El plan propuesto por el Gabinete dirigido por el Primer Ministro David Lloyd-George, en marzo de 1917, consistía en adoptar un sistema de convoyes similar a los operados con éxito en las rutas costeras a través del Canal y el Mar del Norte. La idea era enviar hasta veinte barcos mercantes junto con una escolta de la Royal Navy, en lugar de dejar que se extendieran, tomando diferentes rutas.

La oposición.

Hubo una serie de objeciones al plan, muchas de las cuales plantearon cuestiones prácticas, que no abordaré. La objeción más importante, sin embargo, fue de naturaleza teórica. La preocupación era que veinte barcos repartidos por todo el Océano Atlántico serían más difíciles de encontrar para el enemigo que si estuvieran todos juntos, y que un ataque podría destruir todo un convoy, mientras que era ilegal que los alemanes encontraran y hundieran todo el Naves si viajaban por separado. El Almirantazgo, con el apoyo de muchos capitanes mercantes, rechazó el plan hasta que el Gabinete les impuso el cargo en abril, luego de que se perdieron más de 800,000 toneladas de envíos en un mes.

La diferencia crucial: la escala!

El aspecto del argumento pasado por alto por los objetores fue uno de escala. Si escondiera varios objetos pequeños, como monedas, en su oficina, es más probable que los encuentre todos si estuvieran todos en el mismo cajón que si los escondiera en un lugar diferente. Ahora imagine que están en algún lugar en un bloque de oficinas de varias plantas y usted no sabe qué habitación, o incluso qué piso, he elegido, y tiene un tiempo limitado para mirar, como lo hicieron los alemanes. Si pongo uno en cada piso, tendrá más posibilidades de encontrar al menos uno que si estuvieran todos juntos y nunca fue cálido durante su búsqueda. También está el punto, al considerar el problema real, que si un submarino lograba hundir un barco en un convoy, sería ilegalmente golpear un segundo, y mucho menos un tercero, ya que los barcos de escolta usarían cargas de profundidad en respuesta a un ataque.

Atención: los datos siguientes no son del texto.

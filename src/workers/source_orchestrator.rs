// Copyright (c) 2025 Kirky.X
//
// Licensed under the MIT License
// See LICENSE file in the project root for full license information.

use crate::config::settings::Settings;
use crate::domain::models::quote_set::QuoteSet;
use crate::domain::models::rate_quote::RateQuote;
use crate::domain::models::retrieved_page::RetrievedPage;
use crate::domain::models::run_report::{FailureReason, RunReport, SourceOutcome};
use crate::domain::models::source_profile::SourceProfile;
use crate::domain::services::extraction_service::ExtractionService;
use crate::engines::dispatcher::{PageVerdict, RetrievalDispatcher, RetrievalError};
use crate::engines::traits::ScraperEngine;
use crate::infrastructure::observability::metrics;
use crate::utils::progress::{PipelineEvent, PipelineObserver, TracingObserver};
use chrono::{Local, NaiveDate, Utc};
use futures::stream::{self, StreamExt};
use std::any::Any;
use std::collections::BTreeMap;
use std::sync::Arc;
use std::time::Duration;
use tokio::task::JoinError;
use tokio::time::Instant;
use tracing::{error, info};

pub const DEFAULT_POOL_SIZE: usize = 5;
pub const DEFAULT_SOURCE_TIMEOUT: Duration = Duration::from_secs(180);

/// 单个数据源流水线共享的组件
struct SourcePipeline {
    dispatcher: Arc<RetrievalDispatcher>,
    extraction: ExtractionService,
    observer: Arc<dyn PipelineObserver>,
}

impl SourcePipeline {
    /// 获取 → 评分 → 列角色推断 → 行提取
    ///
    /// 每个抓到的页面立即提取；条数不足时继续尝试下一种方式或下一个URL。
    async fn process(&self, profile: &SourceProfile, scraped_date: NaiveDate) -> Result<Vec<RateQuote>, FailureReason> {
        self.observer.on_event(&PipelineEvent::SourceStarted {
            bank: profile.bank.clone(),
        });

        let quotes = self
            .dispatcher
            .retrieve_with(profile, self.observer.as_ref(), |page| {
                self.evaluate(&page, profile, scraped_date)
            })
            .await
            .map_err(|e| match e {
                RetrievalError::NoData { .. } => FailureReason::NoDataFound,
                other => FailureReason::Retrieval(other.to_string()),
            })?;

        metrics::record_quotes_extracted(quotes.len());
        Ok(quotes)
    }

    fn evaluate(
        &self,
        page: &RetrievedPage,
        profile: &SourceProfile,
        scraped_date: NaiveDate,
    ) -> PageVerdict<Vec<RateQuote>> {
        let outcome = self.extraction.extract(page, profile, scraped_date);
        self.observer.on_event(&PipelineEvent::TablesRanked {
            bank: profile.bank.clone(),
            tables: outcome.tables_found,
            candidates: outcome.candidates,
        });

        let records = outcome.quotes.len();
        if records == 0 {
            PageVerdict::Empty
        } else if self.extraction.is_sufficient(records) {
            PageVerdict::Sufficient(outcome.quotes)
        } else {
            PageVerdict::Partial {
                value: outcome.quotes,
                records,
            }
        }
    }
}

/// 数据源编排器
///
/// 以固定大小的并发池对所有数据源运行流水线。每个数据源在独立任务中执行，
/// 超时或异常只影响它自己的结果。任务结束后按完成顺序合并报价，
/// 同一自然键保留最后合并的记录。
pub struct SourceOrchestrator {
    sources: Vec<SourceProfile>,
    dispatcher: Arc<RetrievalDispatcher>,
    extraction: ExtractionService,
    observer: Arc<dyn PipelineObserver>,
    pool_size: usize,
    source_timeout: Duration,
}

impl SourceOrchestrator {
    pub fn new(sources: Vec<SourceProfile>, dispatcher: Arc<RetrievalDispatcher>) -> Self {
        Self {
            sources,
            dispatcher,
            extraction: ExtractionService::default(),
            observer: Arc::new(TracingObserver),
            pool_size: DEFAULT_POOL_SIZE,
            source_timeout: DEFAULT_SOURCE_TIMEOUT,
        }
    }

    /// 按配置组装调度器、提取服务和并发参数
    pub fn from_settings(
        settings: &Settings,
        static_engine: Arc<dyn ScraperEngine>,
        rendered_engine: Arc<dyn ScraperEngine>,
    ) -> Self {
        let dispatcher = RetrievalDispatcher::new(static_engine, rendered_engine, settings.retry.policy())
            .with_timeouts(settings.http.timeout(), settings.browser.timeout())
            .with_min_body_bytes(settings.pipeline.min_body_bytes);

        Self::new(settings.sources.clone(), Arc::new(dispatcher))
            .with_pool_size(settings.pipeline.worker_pool_size)
            .with_source_timeout(settings.pipeline.source_timeout())
            .with_extraction(ExtractionService::new(settings.pipeline.sufficient_records))
    }

    pub fn with_pool_size(mut self, pool_size: usize) -> Self {
        self.pool_size = pool_size.max(1);
        self
    }

    pub fn with_source_timeout(mut self, source_timeout: Duration) -> Self {
        self.source_timeout = source_timeout;
        self
    }

    pub fn with_observer(mut self, observer: Arc<dyn PipelineObserver>) -> Self {
        self.observer = observer;
        self
    }

    pub fn with_extraction(mut self, extraction: ExtractionService) -> Self {
        self.extraction = extraction;
        self
    }

    /// 运行一次完整批处理
    ///
    /// 总会返回报告；全部数据源失败时报价为空。
    pub async fn run(&self) -> RunReport {
        let started_at = Utc::now();
        let scraped_date = Local::now().date_naive();
        info!(
            sources = self.sources.len(),
            pool_size = self.pool_size,
            "Starting rate collection run"
        );

        let pipeline = Arc::new(SourcePipeline {
            dispatcher: self.dispatcher.clone(),
            extraction: self.extraction.clone(),
            observer: self.observer.clone(),
        });
        let mut merged = QuoteSet::new();
        let mut outcomes = BTreeMap::new();

        let mut completions = stream::iter(self.sources.iter().cloned())
            .map(|profile| self.run_source(&pipeline, profile, scraped_date))
            .buffer_unordered(self.pool_size);

        while let Some((bank, result, elapsed)) = completions.next().await {
            let outcome = match result {
                Ok(quotes) => {
                    let records = quotes.len();
                    merged.extend(quotes);
                    SourceOutcome::Success { records }
                }
                Err(reason) => SourceOutcome::failed(reason),
            };

            metrics::record_source_outcome(&outcome, elapsed);
            self.observer.on_event(&PipelineEvent::SourceFinished {
                bank: bank.clone(),
                outcome: outcome.clone(),
                elapsed,
            });
            outcomes.insert(bank, outcome);
        }

        let quotes = merged.into_vec();
        let report = RunReport {
            total_records: quotes.len(),
            quotes,
            outcomes,
            started_at,
            finished_at: Utc::now(),
        };
        info!(
            total_records = report.total_records,
            succeeded = report.succeeded().len(),
            failed = report.failed().len(),
            "Rate collection run finished"
        );
        report
    }

    /// 在独立任务中运行单个数据源，超时则中止任务
    async fn run_source(
        &self,
        pipeline: &Arc<SourcePipeline>,
        profile: SourceProfile,
        scraped_date: NaiveDate,
    ) -> (String, Result<Vec<RateQuote>, FailureReason>, Duration) {
        let bank = profile.bank.clone();
        let pipeline = pipeline.clone();
        let start = Instant::now();

        let mut handle =
            tokio::spawn(async move { pipeline.process(&profile, scraped_date).await });

        let result = match tokio::time::timeout(self.source_timeout, &mut handle).await {
            Ok(Ok(result)) => result,
            Ok(Err(join_error)) => Err(task_failure(&bank, join_error)),
            Err(_) => {
                handle.abort();
                Err(FailureReason::TimedOut(self.source_timeout.as_secs()))
            }
        };

        (bank, result, start.elapsed())
    }
}

fn task_failure(bank: &str, join_error: JoinError) -> FailureReason {
    if join_error.is_panic() {
        let message = panic_message(join_error.into_panic());
        error!(bank = %bank, "Source task panicked: {}", message);
        FailureReason::Panicked(message)
    } else {
        FailureReason::Panicked("task cancelled".to_string())
    }
}

fn panic_message(payload: Box<dyn Any + Send>) -> String {
    if let Some(s) = payload.downcast_ref::<&str>() {
        s.to_string()
    } else if let Some(s) = payload.downcast_ref::<String>() {
        s.clone()
    } else {
        "unknown panic".to_string()
    }
}
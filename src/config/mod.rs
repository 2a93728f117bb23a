// Copyright (c) 2025 Kirky.X
//
// Licensed under the MIT License
// See LICENSE file in the project root for full license information.

/// 配置模块
///
/// 处理流水线、重试、抓取、指标和数据源配置
pub mod settings;
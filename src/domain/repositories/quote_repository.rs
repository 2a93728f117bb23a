// Copyright (c) 2025 Kirky.X
//
// Licensed under the MIT License
// See LICENSE file in the project root for full license information.

use crate::domain::models::rate_quote::RateQuote;
use async_trait::async_trait;
use thiserror::Error;

/// 仓库错误类型
#[derive(Error, Debug)]
pub enum RepositoryError {
    /// 报价缺少自然键字段
    #[error("Invalid record: {0}")]
    InvalidRecord(String),
}

/// 报价仓库特质
///
/// 以 `(bank, tenure_description)` 为自然键做插入或更新。
#[async_trait]
pub trait QuoteRepository: Send + Sync {
    /// 批量插入或更新，返回新插入的条数
    async fn upsert_many(&self, quotes: &[RateQuote]) -> Result<usize, RepositoryError>;
    /// 获取全部报价
    async fn all(&self) -> Result<Vec<RateQuote>, RepositoryError>;
}
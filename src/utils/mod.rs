// Copyright (c) 2025 Kirky.X
//
// Licensed under the MIT License
// See LICENSE file in the project root for full license information.

pub mod progress;
pub mod retry_policy;
pub mod telemetry;
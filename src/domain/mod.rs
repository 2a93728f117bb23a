// Copyright (c) 2025 Kirky.X
//
// Licensed under the MIT License
// See LICENSE file in the project root for full license information.

/// 领域层模块
///
/// 该模块包含系统的核心业务逻辑，包括：
/// - 领域模型（models）：利率报价、数据源配置和运行报告
/// - 仓库接口（repositories）：报价持久化抽象接口
/// - 服务（services）：期限与利率归一化、表格评分和行提取
///
/// 领域层不依赖网络或浏览器，只处理已经抓取到的HTML。
pub mod models;
pub mod repositories;
pub mod services;
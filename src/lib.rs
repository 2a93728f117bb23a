// Copyright (c) 2025 Kirky.X
//
// Licensed under the MIT License
// See LICENSE file in the project root for full license information.

/// 配置模块
///
/// 处理应用程序的配置设置和环境变量
pub mod config;

/// 领域模块
///
/// 包含核心业务实体、归一化与提取服务以及仓库接口
pub mod domain;

/// 引擎模块
///
/// 实现静态与渲染两种页面抓取引擎及其调度
pub mod engines;

/// 基础设施模块
///
/// 提供指标导出和仓库实现
pub mod infrastructure;

/// 工具模块
///
/// 提供重试策略、日志初始化和进度事件
pub mod utils;

/// 工作器模块
///
/// 实现数据源的并发编排
pub mod workers;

El resultado increíblemente exclusivo.

La efectividad del sistema de convoyes fue casi increíble: las pérdidas se redujeron a la mitad casi al mismo tiempo, y desde mayo de 1917 hasta el final de la guerra, el 11 de noviembre de 1918, los alemanes lograron hundir solo 138 barcos de los 16.000 convoyes a través del Atlántico.

¿Por qué tanta gente no lo consiguió?

No creo que los oponentes del sistema de convoy fueran estúpidos o antipatriotas. Habría tomado algo convincente, ya que la idea parece ir en contra de la razón hasta que realmente la estudias.

Podría beneficiarse de tener un aspecto de su negocio revisado por alguien que sea independiente y pueda tener una visión objetiva. ¿Qué es lo que no ves o no crees porque no encaja con el sentido común?